I did listen and take notes, though, so I'll put the important stuff below for anyone interested in the latest ideas in biomedical Autism treatment. For those of you who don't know much about Autism, let me say that there are two big groups most people fall into when it comes to Autism treatment. There's the Biomedical group, which believes that Autism is treatable, and that it is possible to recover children with Autism, so that they can heal their brains and bodies enough to help deal with the toxins and diseases and live somewhat "normal" lives. The other side is the, well, it's hard to sum them up with one word. How about the "Defeatists?" Not to be too down on them, but this is the group that believes the only treatment for Autism is ABA (Applied Behavioral Analysis), that Autism is part of who their kids are, and they don't want to change them, and that those of us who believe in biomedical treatments are wasting our money and falling for the fake science of a bunch of quacks. Now, as far as Autism being part of who Hutton is...yes, I agree that it is part of him, but I liken it to saying, "You know, my child has cancer, but I don't want to treat him because it's a big part of who he is!" I don't think trying to remove toxic metals from my child, restore the delicate chemical balance of his body, or heal his injured gut is crazy, or that doing so will change his personality for the worse.
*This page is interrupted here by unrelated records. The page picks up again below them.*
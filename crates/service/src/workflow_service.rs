//! Workflow service: CRUD, status controls, graph validation on activation,
//! scheduler binding, and statistics.
//!
//! Every status change follows the same discipline: read the entity, propose
//! the transition to the state manager, mutate, persist, record in the
//! transition log.

use std::sync::Arc;

use chrono::Utc;
use db::repository::workflows as wf_repo;
use db::{DbError, DbPool};
use engine::models::{
    ScheduleType, Workflow, WorkflowSchedule, WorkflowStatistics, WorkflowStatus,
};
use engine::scheduler::parse_cron;
use engine::{validate_dag, EngineError, Scheduler, StateManager};
use tracing::{info, warn};

use crate::ServiceError;

pub struct WorkflowService {
    pool: DbPool,
    state: Arc<StateManager>,
    scheduler: Scheduler,
}

impl WorkflowService {
    pub fn new(pool: DbPool, state: Arc<StateManager>, scheduler: Scheduler) -> Self {
        Self {
            pool,
            state,
            scheduler,
        }
    }

    // ------ CRUD ------

    /// Create a workflow. Missing id/version/statistics get defaults; status
    /// starts `inactive`.
    pub async fn create_workflow(&self, mut workflow: Workflow) -> Result<Workflow, ServiceError> {
        if workflow.id.is_empty() {
            workflow.id = uuid::Uuid::new_v4().to_string();
        }
        if workflow.version.is_empty() {
            workflow.version = "1.0.0".to_string();
        }
        workflow.status = WorkflowStatus::Inactive;
        if workflow.statistics.is_none() {
            workflow.statistics = Some(WorkflowStatistics::default());
        }
        if let Some(schedule) = &workflow.schedule {
            validate_schedule(schedule)?;
        }
        workflow.validate()?;

        let now = Utc::now();
        workflow.created_at = now;
        workflow.updated_at = now;

        wf_repo::create_workflow(&self.pool, &workflow).await?;
        info!(workflow_id = %workflow.id, name = %workflow.name, "workflow created");
        Ok(workflow)
    }

    pub async fn get_workflow(&self, id: &str) -> Result<Workflow, ServiceError> {
        wf_repo::get_workflow(&self.pool, id)
            .await
            .map_err(|e| not_found(e, || ServiceError::WorkflowNotFound(id.to_string())))
    }

    /// Merge the provided fields into the stored workflow, the way a partial
    /// update behaves: empty strings and `None`s leave the stored value
    /// untouched.
    pub async fn update_workflow(&self, incoming: Workflow) -> Result<Workflow, ServiceError> {
        let mut workflow = self.get_workflow(&incoming.id).await?;

        if !incoming.name.is_empty() {
            workflow.name = incoming.name;
        }
        if !incoming.description.is_empty() {
            workflow.description = incoming.description;
        }
        if !incoming.version.is_empty() {
            workflow.version = incoming.version;
        }
        if !incoming.nodes.is_empty() {
            workflow.nodes = incoming.nodes;
        }
        if !incoming.edges.is_empty() {
            workflow.edges = incoming.edges;
        }
        if let Some(schedule) = incoming.schedule {
            validate_schedule(&schedule)?;
            workflow.schedule = Some(schedule);
        }
        if incoming.config.is_some() {
            workflow.config = incoming.config;
        }
        if !incoming.tags.is_empty() {
            workflow.tags = incoming.tags;
        }
        if incoming.priority != 0 {
            workflow.priority = incoming.priority;
        }
        workflow.validate()?;
        workflow.updated_at = Utc::now();

        wf_repo::update_workflow(&self.pool, &workflow).await?;

        // An active workflow with a live schedule gets re-registered so the
        // scheduler sees the new configuration; one whose schedule went away
        // gets unregistered.
        if workflow.can_schedule() {
            self.scheduler.add_task(&workflow)?;
        } else if workflow.is_active() {
            self.unschedule(&workflow.id);
        }

        Ok(workflow)
    }

    /// Soft-delete the workflow and its executions. An active workflow is
    /// deactivated (and unscheduled) first.
    pub async fn delete_workflow(&self, id: &str) -> Result<(), ServiceError> {
        let workflow = self.get_workflow(id).await?;
        if workflow.is_active() {
            self.deactivate_workflow(id).await?;
        }
        self.unschedule(id);

        wf_repo::delete_workflow(&self.pool, id)
            .await
            .map_err(|e| not_found(e, || ServiceError::WorkflowNotFound(id.to_string())))?;
        info!(workflow_id = %id, "workflow deleted");
        Ok(())
    }

    /// Page through workflows; returns the page and the total count.
    pub async fn list_workflows(
        &self,
        status: Option<WorkflowStatus>,
        page: u32,
        page_size: u32,
    ) -> Result<(Vec<Workflow>, i64), ServiceError> {
        let page = page.max(1);
        let page_size = page_size.clamp(1, 100);
        let offset = (page - 1) * page_size;

        let total = wf_repo::count_workflows(&self.pool, status).await?;
        let workflows = wf_repo::list_workflows(&self.pool, status, offset, page_size).await?;
        Ok((workflows, total))
    }

    // ------ Status controls ------

    /// Activate: graph validation first, then the state transition, then the
    /// scheduler binding.
    pub async fn activate_workflow(&self, id: &str) -> Result<Workflow, ServiceError> {
        let workflow = self.get_workflow(id).await?;
        workflow.validate()?;
        validate_dag(&workflow)?;

        let workflow = self
            .transition(workflow, WorkflowStatus::Active, "manually activated")
            .await?;

        if workflow.can_schedule() {
            self.scheduler.add_task(&workflow)?;
        }
        Ok(workflow)
    }

    pub async fn deactivate_workflow(&self, id: &str) -> Result<Workflow, ServiceError> {
        let workflow = self.get_workflow(id).await?;
        let workflow = self
            .transition(workflow, WorkflowStatus::Inactive, "manually deactivated")
            .await?;
        self.unschedule(id);
        Ok(workflow)
    }

    pub async fn pause_workflow(&self, id: &str) -> Result<Workflow, ServiceError> {
        let workflow = self.get_workflow(id).await?;
        let workflow = self
            .transition(workflow, WorkflowStatus::Paused, "manually paused")
            .await?;
        self.unschedule(id);
        Ok(workflow)
    }

    pub async fn resume_workflow(&self, id: &str) -> Result<Workflow, ServiceError> {
        let workflow = self.get_workflow(id).await?;
        let workflow = self
            .transition(workflow, WorkflowStatus::Active, "manually resumed")
            .await?;
        if workflow.can_schedule() {
            self.scheduler.add_task(&workflow)?;
        }
        Ok(workflow)
    }

    /// Replace the schedule configuration, rebinding the scheduler when the
    /// workflow is active.
    pub async fn update_schedule(
        &self,
        id: &str,
        schedule: WorkflowSchedule,
    ) -> Result<Workflow, ServiceError> {
        validate_schedule(&schedule)?;
        let mut workflow = self.get_workflow(id).await?;

        if workflow.is_active() {
            self.unschedule(id);
        }
        workflow.schedule = Some(schedule);
        workflow.updated_at = Utc::now();
        wf_repo::update_workflow(&self.pool, &workflow).await?;

        if workflow.can_schedule() {
            self.scheduler.add_task(&workflow)?;
        }
        Ok(workflow)
    }

    // ------ Statistics ------

    /// Fold a finished run into the workflow statistics (counters, success
    /// rate, moving-average duration).
    pub async fn record_run_statistics(
        &self,
        workflow_id: &str,
        duration_ms: u64,
        success: bool,
    ) -> Result<(), ServiceError> {
        let mut workflow = self.get_workflow(workflow_id).await?;
        workflow.record_run(duration_ms, success);
        wf_repo::update_workflow(&self.pool, &workflow).await?;
        Ok(())
    }

    pub async fn get_statistics(&self, id: &str) -> Result<WorkflowStatistics, ServiceError> {
        let workflow = self.get_workflow(id).await?;
        Ok(workflow.statistics.unwrap_or_default())
    }

    // ------ Internals ------

    /// The state-change wrapper: propose to the state manager, persist the
    /// status column, record the transition.
    async fn transition(
        &self,
        mut workflow: Workflow,
        target: WorkflowStatus,
        reason: &str,
    ) -> Result<Workflow, ServiceError> {
        self.state
            .validate_workflow_transition(workflow.status, target)?;

        let old_status = workflow.status;
        workflow.status = target;
        workflow.updated_at = Utc::now();
        wf_repo::update_workflow_status(&self.pool, &workflow.id, target).await?;

        if let Err(e) =
            self.state
                .record_workflow_transition(&workflow.id, old_status, target, reason, "system")
        {
            // Already validated above; a failure here is log-only.
            warn!(workflow_id = %workflow.id, error = %e, "failed to record state transition");
        }
        info!(workflow_id = %workflow.id, from = %old_status, to = %target, "workflow transitioned");
        Ok(workflow)
    }

    fn unschedule(&self, workflow_id: &str) {
        if let Err(EngineError::TaskNotFound(_)) = self.scheduler.remove_task(workflow_id) {
            // Nothing was registered; fine.
        }
    }
}

/// Validate a schedule configuration before accepting it.
fn validate_schedule(schedule: &WorkflowSchedule) -> Result<(), ServiceError> {
    match schedule.kind {
        ScheduleType::Cron => {
            if schedule.cron_expression.is_empty() {
                return Err(EngineError::EmptyCron.into());
            }
            parse_cron(&schedule.cron_expression)?;
        }
        ScheduleType::Interval => {
            if schedule.interval().filter(|d| !d.is_zero()).is_none() {
                return Err(
                    EngineError::InvalidSchedule("interval must be positive".into()).into(),
                );
            }
        }
        ScheduleType::Once => {
            let execute_at = schedule
                .execute_at
                .ok_or_else(|| EngineError::InvalidSchedule("execute_at is required".into()))?;
            if execute_at <= Utc::now() {
                return Err(
                    EngineError::InvalidSchedule("execute_at must be in the future".into()).into(),
                );
            }
        }
        ScheduleType::Manual => {}
    }

    if schedule.max_instances == 0 {
        return Err(EngineError::InvalidSchedule("max_instances must be positive".into()).into());
    }
    if let (Some(start), Some(end)) = (schedule.start_time, schedule.end_time) {
        if end < start {
            return Err(
                EngineError::InvalidSchedule("end_time must be after start_time".into()).into(),
            );
        }
    }
    Ok(())
}

fn not_found(e: DbError, to: impl FnOnce() -> ServiceError) -> ServiceError {
    match e {
        DbError::NotFound => to(),
        other => ServiceError::Db(other),
    }
}

// ============================================================
// Unit tests
// ============================================================
#[cfg(test)]
mod tests {
    use super::*;
    use engine::models::MissedRunPolicy;

    fn schedule(kind: ScheduleType) -> WorkflowSchedule {
        WorkflowSchedule {
            kind,
            cron_expression: String::new(),
            timezone: "UTC".into(),
            interval_ms: None,
            execute_at: None,
            enabled: true,
            start_time: None,
            end_time: None,
            max_instances: 1,
            missed_run_policy: MissedRunPolicy::Skip,
        }
    }

    #[test]
    fn cron_schedules_must_parse() {
        let mut s = schedule(ScheduleType::Cron);
        assert!(validate_schedule(&s).is_err(), "empty expression");
        s.cron_expression = "*/5 * * * *".into();
        assert!(validate_schedule(&s).is_ok());
        s.cron_expression = "not a cron".into();
        assert!(validate_schedule(&s).is_err());
    }

    #[test]
    fn interval_must_be_positive() {
        let mut s = schedule(ScheduleType::Interval);
        assert!(validate_schedule(&s).is_err());
        s.interval_ms = Some(0);
        assert!(validate_schedule(&s).is_err());
        s.interval_ms = Some(1000);
        assert!(validate_schedule(&s).is_ok());
    }

    #[test]
    fn once_must_be_in_the_future() {
        let mut s = schedule(ScheduleType::Once);
        assert!(validate_schedule(&s).is_err(), "execute_at missing");
        s.execute_at = Some(Utc::now() - chrono::Duration::seconds(10));
        assert!(validate_schedule(&s).is_err(), "in the past");
        s.execute_at = Some(Utc::now() + chrono::Duration::seconds(60));
        assert!(validate_schedule(&s).is_ok());
    }

    #[test]
    fn window_and_instance_bounds() {
        let mut s = schedule(ScheduleType::Manual);
        s.max_instances = 0;
        assert!(validate_schedule(&s).is_err());

        s.max_instances = 1;
        let now = Utc::now();
        s.start_time = Some(now);
        s.end_time = Some(now - chrono::Duration::seconds(1));
        assert!(validate_schedule(&s).is_err(), "end before start");
    }
}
I think he'll still be a quirky, funny, brilliant kid, but one who is healthy and happy. Why is that wrong to want that for my child?

Some interesting points to consider: Many of the scientists and doctors at the conference were discussing how ADHD (Attention Deficit Hyperactivity Disorder) could be considered to be on the Autism Spectrum. Now, how many of the people drugging their ADHD kids would say they don't want to "cure" their children because they don't want to change their personalities? That their inability to function in school without drugs is "part of who they are." I don't think many would think that. Of course, there are people who DON'T drug their ADHD kids, because they don't like having that "drugged child" effect. And this is not what we're talking about with DAN biomedical treatments for Autism. DAN Biomed doesn't involve giving your kids Risperdal. As one of speakers at the conference, Dr. Sidney Baker, said, "If you are sitting on a tack, it takes a lot of Risperdal to make it feel good. The appropriate treatment for tack-sitting is tack removal." (So you know, Risperdal is a drug FDA-approved to treat psychosis, schizophrenia and bipolar disorder. There is talk of it soon becoming approved to treat Autism, though if you look at the drug facts, it says in big letters that it is not for use by people under 18. Yeah, I'm sure they'll keep that in mind.) The DAN approach of "tack removal" involves clearing toxins from the body, restoring the immune system, and replacing depleted nutrients so they body and brain can function normally.

The final speaker summed up the conference by going over the latest possible "pathways to recovery." These were:

Behavioral Therapy Program (this would include ABA, and other early intervention, speech therapy, etc.)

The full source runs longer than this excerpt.